Personal vs. Collaborative Success:
Fixing the gender balance is not simply about making sure woman are in business for the sake of equality, though this is important. Putting more women in places of corporate influence is about creating a collaborative company culture.
Instead, of competing for power, position or status of individuals, the corporate world should embrace a cooperative and fair workplace that promotes growth. Most women understand and apply these healthy work practices far more than men. These qualities are what businesses and organizations look for in their employees, especially in company leadership.

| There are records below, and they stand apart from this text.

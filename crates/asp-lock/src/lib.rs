//! `asp-lock.json`: document model, validation, env-hash computation,
//! update policy, and the advisory file lock guarding concurrent writers.

pub mod assemble;
pub mod envhash;
pub mod filelock;
pub mod model;
pub mod update;

pub use assemble::{assemble_target, locked_space_from_resolved};
pub use envhash::{compute_env_hash, compute_harness_env_hash, env_hash_from_locked_spaces};
pub use filelock::{acquire as acquire_lock, LockGuard, LockHolder, LockTimeoutError};
pub use model::{
    from_json_str, to_json_string, validate, HarnessEnv, LockDocument, LockValidationError,
    LockedDeps, LockedPlugin, LockedSpace, LockedTarget, RegistryRef, ResolvedFromLock,
    LOCKFILE_VERSION, RESOLVER_VERSION,
};
pub use update::{pinned_spaces_for_install, remove_space_refs, RemoveError};
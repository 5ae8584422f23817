//! Per-space cacheable artifact builder (C8): plugin manifest synthesis,
//! component linking, hook-format translation, and the MCP server merge
//! consumed by the target composer.

pub mod hooks;
pub mod link;
pub mod mcp;
pub mod plugin_manifest;

use std::path::{Path, PathBuf};

use asp_types::SpaceManifest;

pub use hooks::{read_hooks, render_hooks_json, AbstractHooks, HookEntry};
pub use link::{link_components, COMPONENT_DIRS};
pub use mcp::{merge_mcp_servers, McpConfig, McpMergeWarning};
pub use plugin_manifest::{build_plugin_manifest, PluginManifest};

#[derive(Debug, thiserror::Error)]
pub enum MaterializeError {
    #[error("i/o error at {path}")]
    Io {
        path: String,
        #[source]
        source: std::io::Error,
    },
    #[error("failed to walk {path}")]
    Walk {
        path: String,
        #[source]
        source: walkdir::Error,
    },
    #[error("malformed hooks.toml at {path}")]
    HooksToml {
        path: String,
        #[source]
        source: toml::de::Error,
    },
    #[error("malformed hooks.json at {path}")]
    HooksJson {
        path: String,
        #[source]
        source: serde_json::Error,
    },
    #[error("failed to serialize plugin manifest: {0}")]
    Serialize(#[from] serde_json::Error),
}

impl MaterializeError {
    pub fn io(path: impl std::fmt::Display, source: std::io::Error) -> Self {
        MaterializeError::Io { path: path.to_string(), source }
    }
}

#[derive(Debug, Clone)]
pub struct MaterializedArtifact {
    pub artifact_path: PathBuf,
    pub files: Vec<String>,
    pub warnings: Vec<String>,
}

/// Builds one space's harness-agnostic cacheable artifact into `dest`:
/// the plugin manifest (returned for the caller to write at the
/// harness-specific path/name), linked component directories, and the
/// hook set translated to the abstract in-memory form with script
/// executability enforced. Doesn't decide `dest`'s location or the
/// plugin manifest's on-disk filename — those are harness-specific
/// (asp-harness's job).
pub fn materialize_space(
    source: &Path,
    dest: &Path,
    manifest: &SpaceManifest,
    use_hardlinks: bool,
) -> Result<(PluginManifest, AbstractHooks, MaterializedArtifact), MaterializeError> {
    std::fs::create_dir_all(dest).map_err(|e| MaterializeError::io(dest.display(), e))?;

    let plugin = build_plugin_manifest(manifest);
    let files = link_components(source, dest, use_hardlinks)?;

    let hooks_src = source.join("hooks");
    let hooks = if hooks_src.is_dir() { read_hooks(&hooks_src)? } else { AbstractHooks::new() };

    let hooks_dest = dest.join("hooks");
    let mut warnings = if hooks_dest.is_dir() {
        hooks::ensure_hook_scripts_executable(&hooks_dest, &hooks)
    } else {
        Vec::new()
    };

    if !hooks.is_empty() {
        std::fs::create_dir_all(&hooks_dest).map_err(|e| MaterializeError::io(hooks_dest.display(), e))?;
        let rendered = render_hooks_json(&hooks);
        let text = serde_json::to_string_pretty(&rendered)?;
        let hooks_json_path = hooks_dest.join("hooks.json");
        std::fs::write(&hooks_json_path, text).map_err(|e| MaterializeError::io(hooks_json_path.display(), e))?;
    }

    warnings.sort();

    Ok((
        plugin,
        hooks,
        MaterializedArtifact { artifact_path: dest.to_path_buf(), files, warnings },
    ))
}

#[cfg(test)]
mod tests {
    use super::*;
    use asp_types::SpaceId;
    use std::collections::BTreeMap;

    fn manifest() -> SpaceManifest {
        SpaceManifest {
            schema: 1,
            id: SpaceId::parse("base").unwrap(),
            version: "1.0.0".to_string(),
            description: None,
            plugin: Default::default(),
            deps: Default::default(),
            settings: Default::default(),
            harness: Default::default(),
            harness_sections: BTreeMap::new(),
        }
    }

    #[test]
    fn materializes_components_and_translates_hooks() {
        let td = tempfile::tempdir().unwrap();
        let source = td.path().join("source");
        let dest = td.path().join("dest");
        std::fs::create_dir_all(source.join("commands")).unwrap();
        std::fs::write(source.join("commands").join("go.md"), b"# go").unwrap();
        std::fs::create_dir_all(source.join("hooks")).unwrap();
        std::fs::write(source.join("hooks").join("hooks.toml"), "[[pre_tool_use]]\ncommand = \"noop.sh\"\n").unwrap();

        let (plugin, hooks, artifact) = materialize_space(&source, &dest, &manifest(), true).unwrap();
        assert_eq!(plugin.name, "base");
        assert!(hooks.contains_key("pre_tool_use"));
        assert!(dest.join("commands").join("go.md").is_file());
        assert!(!artifact.files.is_empty());

        let hooks_json = std::fs::read_to_string(dest.join("hooks").join("hooks.json")).unwrap();
        let rendered: serde_json::Value = serde_json::from_str(&hooks_json).unwrap();
        assert_eq!(rendered["PreToolUse"][0]["hooks"][0]["command"], "noop.sh");
    }
}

So, why are women less represented in corporate leadership roles than their male counterparts? The answer to this question is not altogether clear. However, the answer is clear that if women influenced company culture more, organizations would thrive like never before. Coworkers would communicate more effectively. Employees would be encouraged and challenged to develop better work ethic. Overall company culture would be one of equality and collaboration.
The statistics are looking more positive, proving that women are making progress as leaders in the corporate world. Last year saw some of the highest numbers for female influence on business worldwide. Though this is true, progress is slow. According to the worldwide trends in business, it will take 20 years for women to reach equality in important management roles.
Knowing how men and women work is the key to creating a blended workforce that collaborates. This doesn’t mean either men or women are better in business leadership. Ultimately, the character of a person determines whether or not they are best suited for a role in leadership. Working towards a common goal no matter your gender, while respecting and communicating with team members, is how healthy company culture is cultivated.